Sie würde am liebsten in den Westen abhauen, kommt aber immer nur bis zum Café „NORD“ oder zur Stammkneipe „RENI“!

Ihr Sohn Holger (Samuel Schneider) steckt irgendwo zwischen Kindheit und Pubertät und verbringt den größten Teil seiner Freizeit bei Oma Otti, die ihn auf den täglichen Friedhofsgängen mitnimmt und dort erklärt bekommt, wie das so im Allgemeinen zwischen Mann und Frau abläuft. Diesbezüglich Erfahrung hat die pfiffige Rentnerin  ja genug…

Oma Otti, eigentlich Ottilie hat -wie gesagt- bereits fünf Ehemänner ins Grab gebracht und weil Ehemann Rudi (Hermann Beyer, u.a. NOVEMBERKIND) zwar noch nicht tot, jedoch auch nicht mehr so richtig lebendig ist, schaut sich Otti -sehr zum Ärgernis von Nummer Sechs- schon einmal nach jemand Neuem um.

Als sie daraufhin Avancen von Altnazi Fisch-Winkler (Horst Krause, u.a. SCHULZE GETS THE BLUES), dem hässlichen Karpfenkopp bekommt, der sie mit Gratis-Fisch gewinnen will, taucht plötzlich der ehemaligen Spartakuskämpfer Karl Wegner (Michael Gwisdek) auf. Nach einem skurrillen aber irgendwie passenden Geschenk von ihm, der Gedichtband über ein scheintodes Mädchen, fällt die Entscheidung Otti nicht schwer und bald darauf fügt sich eins zum Anderen.

Doch eines Morgens wird der alltägliche Wahnsinn rund um den „Boxhagener Platz“ gestört. Ein Mord ist geschehen. Ein Unbekannter hat Fisch-Winkler in seinem Laden mit einer Bierflasche erschlagen. Die Stunde des ABV ist gekommen. Klaus-Dieter greift mit seinen wüsten Theorien eigenmächtig in die Ermittlungen der Kripo ein und vorerst scheint ihm jeder verdächtig…

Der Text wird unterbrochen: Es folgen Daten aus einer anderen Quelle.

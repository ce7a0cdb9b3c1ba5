//! Static passes of bounce: everything that happens between parsing and
//! running a program.

/// Tail-position analysis of function bodies.
pub mod analyzer;
pub use analyzer::{analyze, TailKind, TailPosition, TailPositions};
/// The decorator ordering registry.
pub mod registry;
pub use registry::{DecoratorKind, DecoratorRecord, DecoratorRegistry};
/// Tail-call and continuation-passing rewrites, plus decoration.
pub mod transform;
pub use transform::{transform, Transformed, Transformer, CC};

pub mod err;
pub use err::*;

#[cfg(test)]
mod tests;
//! The process-wide table that decides how control-flow wrappers nest.
//!
//! Each [`DecoratorKind`] is registered with a position; lower positions are
//! applied further out. [`DecoratorRegistry::order_for`] turns any set of kinds
//! into the single nesting order, outermost first.

use crate::err::*;
use bounce_syntax::DecoratorName;
use indexmap::IndexMap;
use once_cell::sync::OnceCell;
use std::fmt;

#[derive(Clone, Copy, Debug, Hash, PartialEq, Eq, PartialOrd, Ord)]
pub enum DecoratorKind {
    Memoize,
    Trampolined,
    Looped,
    CallEc,
    Continuations,
    Lazy,
}

impl DecoratorKind {
    pub const ALL: [DecoratorKind; 6] = [
        DecoratorKind::Memoize,
        DecoratorKind::Trampolined,
        DecoratorKind::Looped,
        DecoratorKind::CallEc,
        DecoratorKind::Continuations,
        DecoratorKind::Lazy,
    ];

    /// The name used after `:decorators` and in `bounce.toml`.
    pub fn name(&self) -> &'static str {
        match self {
            | DecoratorKind::Memoize => "memoize",
            | DecoratorKind::Trampolined => "trampolined",
            | DecoratorKind::Looped => "looped",
            | DecoratorKind::CallEc => "call-ec",
            | DecoratorKind::Continuations => "continuations",
            | DecoratorKind::Lazy => "lazy",
        }
    }

    pub fn from_name(name: &str) -> Option<Self> {
        Self::ALL.into_iter().find(|kind| kind.name() == name)
    }

    pub fn default_position(&self) -> u32 {
        match self {
            | DecoratorKind::Memoize => 10,
            | DecoratorKind::Trampolined => 20,
            | DecoratorKind::Looped => 30,
            | DecoratorKind::CallEc => 40,
            | DecoratorKind::Continuations => 50,
            | DecoratorKind::Lazy => 60,
        }
    }
}

impl fmt::Display for DecoratorKind {
    fn fmt(&self, f: &mut fmt::Formatter<'_>) -> fmt::Result {
        write!(f, "{}", self.name())
    }
}

#[derive(Clone, Copy, Debug, PartialEq, Eq)]
pub struct DecoratorRecord {
    pub kind: DecoratorKind,
    pub position: u32,
}

#[derive(Clone, Debug, Default, PartialEq, Eq)]
pub struct DecoratorRegistry {
    records: IndexMap<DecoratorKind, DecoratorRecord>,
}

static REGISTRY: OnceCell<DecoratorRegistry> = OnceCell::new();

impl DecoratorRegistry {
    /// An empty registry; every kind has to be registered explicitly.
    pub fn new() -> Self {
        Self::default()
    }

    pub fn with_defaults() -> Self {
        let mut registry = Self::new();
        for kind in DecoratorKind::ALL {
            let record = DecoratorRecord { kind, position: kind.default_position() };
            registry.records.insert(kind, record);
        }
        registry
    }

    pub fn register(&mut self, kind: DecoratorKind, position: u32) -> Result<()> {
        if self.records.contains_key(&kind) {
            Err(StaticsError::DuplicateRegistration(kind))?
        }
        if let Some(other) = self.records.values().find(|record| record.position == position) {
            Err(StaticsError::ConflictingPosition { kind, other: other.kind, position })?
        }
        log::trace!("registered decorator `{}` at {}", kind, position);
        self.records.insert(kind, DecoratorRecord { kind, position });
        Ok(())
    }

    pub fn record(&self, kind: DecoratorKind) -> Option<&DecoratorRecord> {
        self.records.get(&kind)
    }

    pub fn records(&self) -> impl Iterator<Item = &DecoratorRecord> {
        self.records.values()
    }

    /// Resolve a decorator written in source.
    pub fn lookup(&self, name: &DecoratorName) -> Result<DecoratorKind> {
        match DecoratorKind::from_name(name.plain()) {
            | Some(kind) if self.records.contains_key(&kind) => Ok(kind),
            | _ => Err(StaticsError::UnknownDecorator { name: name.plain().to_string() }),
        }
    }

    /// The nesting order of `kinds`, outermost first. Duplicates collapse.
    pub fn order_for(
        &self, kinds: impl IntoIterator<Item = DecoratorKind>,
    ) -> Result<Vec<DecoratorKind>> {
        let mut ordered = Vec::new();
        for kind in kinds {
            let record = self.record(kind).ok_or(StaticsError::UnregisteredKind(kind))?;
            if !ordered.iter().any(|other: &DecoratorRecord| other.kind == kind) {
                ordered.push(*record);
            }
        }
        ordered.sort_by_key(|record| record.position);
        Ok(ordered.into_iter().map(|record| record.kind).collect())
    }

    /// Checks the orderings the runtime relies on.
    pub fn validate(&self) -> Result<()> {
        let trampolined = self.record(DecoratorKind::Trampolined);
        let call_ec = self.record(DecoratorKind::CallEc);
        if let (Some(trampolined), Some(call_ec)) = (trampolined, call_ec) {
            if trampolined.position >= call_ec.position {
                Err(StaticsError::EscapeOutsideTrampoline {
                    trampolined: trampolined.position,
                    call_ec: call_ec.position,
                })?
            }
        }
        Ok(())
    }

    /// Make this registry the process-wide one. The first installation (or
    /// first read through [`DecoratorRegistry::global`]) wins; installing an
    /// equal table again hands back the installed one, a different table is
    /// an error.
    pub fn install(self) -> Result<&'static DecoratorRegistry> {
        self.validate()?;
        let global = REGISTRY.get_or_init(|| {
            log::debug!("installed decorator registry");
            self.clone()
        });
        if *global == self { Ok(global) } else { Err(StaticsError::RegistryInstalled) }
    }

    pub fn global() -> &'static DecoratorRegistry {
        REGISTRY.get_or_init(DecoratorRegistry::with_defaults)
    }
}
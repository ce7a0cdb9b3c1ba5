use crate::*;
use std::fmt;

macro_rules! impl_name {
    ($name:ident) => {
        impl $name {
            pub fn plain(&self) -> &str {
                let $name(name) = self;
                name.as_str()
            }
        }
        impl<T: AsRef<str>> From<T> for $name {
            fn from(name: T) -> Self {
                $name(name.as_ref().to_string())
            }
        }
        impl fmt::Display for $name {
            fn fmt(&self, f: &mut fmt::Formatter<'_>) -> fmt::Result {
                write!(f, "{}", self.plain())
            }
        }
    };
}

impl_name!(VarName);
impl_name!(DecoratorName);

impl Program {
    pub fn alloc_expr(&mut self, expr: impl Into<Expr>, span: Span) -> ExprId {
        let id = self.exprs.alloc(expr.into());
        if !span.is_dummy() {
            self.spans.insert(id, span);
        }
        id
    }
    pub fn alloc_fn(&mut self, def: FnDef) -> FnId {
        self.fns.alloc(def)
    }
    /// The span of an expression, or of the nearest one it was derived from.
    pub fn span(&self, id: &ExprId) -> Span {
        self.spans.get(id).copied().unwrap_or_default()
    }
    /// Function definitions in allocation order.
    pub fn functions(&self) -> impl Iterator<Item = (FnId, &FnDef)> + '_ {
        self.fns.iter()
    }
}

impl Expr {
    /// Atoms are cheap and side-effect free to evaluate.
    pub fn is_atom(&self) -> bool {
        matches!(self, Expr::Lit(_) | Expr::Var(_) | Expr::Fn(_))
    }
    /// Sub-expressions evaluated as part of this one. Function bodies are not
    /// included; they belong to their own `FnDef`.
    pub fn children(&self) -> Vec<ExprId> {
        match self {
            | Expr::Lit(_) | Expr::Var(_) | Expr::Fn(_) => Vec::new(),
            | Expr::Call(Call { func, args, kwargs }) => {
                let mut ids = vec![*func];
                ids.extend(args.iter().copied());
                ids.extend(kwargs.iter().map(|(_, arg)| *arg));
                ids
            }
            | Expr::If(If { arms, alt }) => {
                let mut ids: Vec<_> = arms.iter().flat_map(|arm| [arm.cond, arm.body]).collect();
                ids.extend(alt.iter().copied());
                ids
            }
            | Expr::Short(ShortCircuit { operands, .. }) => operands.clone(),
            | Expr::Seq(items) => items.clone(),
            | Expr::Let(Let { bindee, .. }) | Expr::Set(Set { bindee, .. }) => vec![*bindee],
            | Expr::While(While { cond, body }) => vec![*cond, *body],
            | Expr::Jump(Jump { func, args, kwargs, cc }) => {
                let mut ids = vec![*func];
                ids.extend(args.iter().copied());
                ids.extend(kwargs.iter().map(|(_, arg)| *arg));
                ids.extend(cc.iter().copied());
                ids
            }
            | Expr::Capture(Capture { call, .. }) => vec![*call],
        }
    }
}
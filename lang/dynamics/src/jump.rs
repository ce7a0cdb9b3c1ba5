//! Jump records: the values a tail call evaluates to.

use crate::{err::*, syntax::*};
use std::{cell::RefCell, rc::Rc};

/// What a trampoline needs to make the next call.
pub struct JumpPayload {
    pub target: Rc<Callable>,
    pub args: Vec<Value>,
    pub kwargs: Kwargs,
    /// the continuation the target's result goes to, inside `continuations` blocks
    pub cc: Option<Value>,
}

/// A pending tail call. It is consumed exactly once by a trampoline;
/// dropping it unconsumed is reported.
pub struct JumpRecord {
    payload: RefCell<Option<JumpPayload>>,
}

impl JumpRecord {
    pub fn new(target: Rc<Callable>, args: Vec<Value>, kwargs: Kwargs, cc: Option<Value>) -> Self {
        JumpRecord { payload: RefCell::new(Some(JumpPayload { target, args, kwargs, cc })) }
    }
    pub fn value(self) -> Value {
        Value::Jump(Rc::new(self))
    }
    pub fn is_consumed(&self) -> bool {
        self.payload.borrow().is_none()
    }
    pub fn take(&self) -> Result<JumpPayload> {
        self.payload.borrow_mut().take().ok_or(EvalError::JumpConsumed)
    }
}

impl Drop for JumpRecord {
    fn drop(&mut self) {
        if let Some(JumpPayload { target, .. }) = self.payload.get_mut().take() {
            diagnostics::report_unconsumed(&Value::Func(target).to_string());
        }
    }
}

/// Per-thread bookkeeping of abandoned jump records.
pub mod diagnostics {
    use std::cell::Cell;

    thread_local! {
        static UNCONSUMED: Cell<usize> = const { Cell::new(0) };
        static WARN: Cell<bool> = const { Cell::new(true) };
    }

    pub(crate) fn report_unconsumed(label: &str) {
        UNCONSUMED.with(|count| count.set(count.get() + 1));
        if WARN.with(Cell::get) {
            log::warn!("jump to {} was never run by a trampoline", label);
        }
    }

    /// Jump records dropped without being consumed on this thread so far.
    pub fn unconsumed_jumps() -> usize {
        UNCONSUMED.with(Cell::get)
    }

    pub fn reset() {
        UNCONSUMED.with(|count| count.set(0));
    }

    pub fn set_warn_unconsumed(warn: bool) {
        WARN.with(|flag| flag.set(warn));
    }
}
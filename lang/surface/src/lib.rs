//! Reading `.bnc` source text into the syntax arena.

pub mod textual {
    /// Logos-based lexer and token definitions.
    pub mod lexer;
    pub use lexer::*;
    /// S-expression reader over the token stream.
    pub mod reader;
    pub use reader::*;
    /// Literal escape expansion helpers.
    pub mod escape;
}

/// Elaboration of s-expressions into `bounce_syntax::Program`.
pub mod elab;
pub use elab::Elaborator;

pub mod err;
pub use err::*;


use bounce_syntax::Program;
use bounce_utils::span::FileInfo;
use std::{path::PathBuf, rc::Rc};

/// Parse a whole program.
pub fn parse(source: &str, path: Option<PathBuf>) -> Result<Program> {
    let info = FileInfo::new(source, path.map(Rc::new));
    let forms = textual::Reader::new(source, &info).read_all()?;
    log::trace!("read {} toplevel forms from `{}`", forms.len(), info.path().display());
    Elaborator::new(&info).run(forms)
}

Nachdem sich auch die Statssicherheit, die einen Komplott im Zusamenhang mit den Studentenunruhen in Westberlin vermutet, für den Fall zu interessieren beginnt, wird es auch für den mysteriös in Erscheinung tretenden Spartakuskämpfer Karl Wegner zunehmend brenzliger…


Studio / Verleih / Bild-und Textnachweis: Pandora Film, Ullstein Hc-Verlag

BOXHAGENER PLATZ , 7.4 out of 10 based on 7 ratings

4 Kommentare zu BOXHAGENER PLATZ

  1. Scheint ein guter Film zu sein, den werde ich mir bestimmt anschauen. Im Übrigen, toller Filmblog – weiter so ;)!

  2. Gut zu Wissen. Kommt hier noch ein weiterer Beitrag? Würde sehr gern mehr darüber erfahren. Kannst du mir per Mail eine Antwort geben?

  3. Wie seinerzeit Leander Hausmann in SONNENALLEE gelingt es Geschonnek in BOXHAGENER PLATZ ein Lebensgefühl erfahrbar zu machen, und ganz nebenbei zerschellen ganze politische Systeme auf diesen wenigen Quadratmetern DDR.

  4. Ein einfacher Film mit den üblichen Klischees der DDR. Trotzdem oder vielleicht sogar gerade wegen dieser Tatsache, ist es ein sehr sympathische Abendunterhaltung mit gutem Witz und Humor. Wer einfache Kost a la Sonnenallee mag, für dem ist dieser Film das Richtige.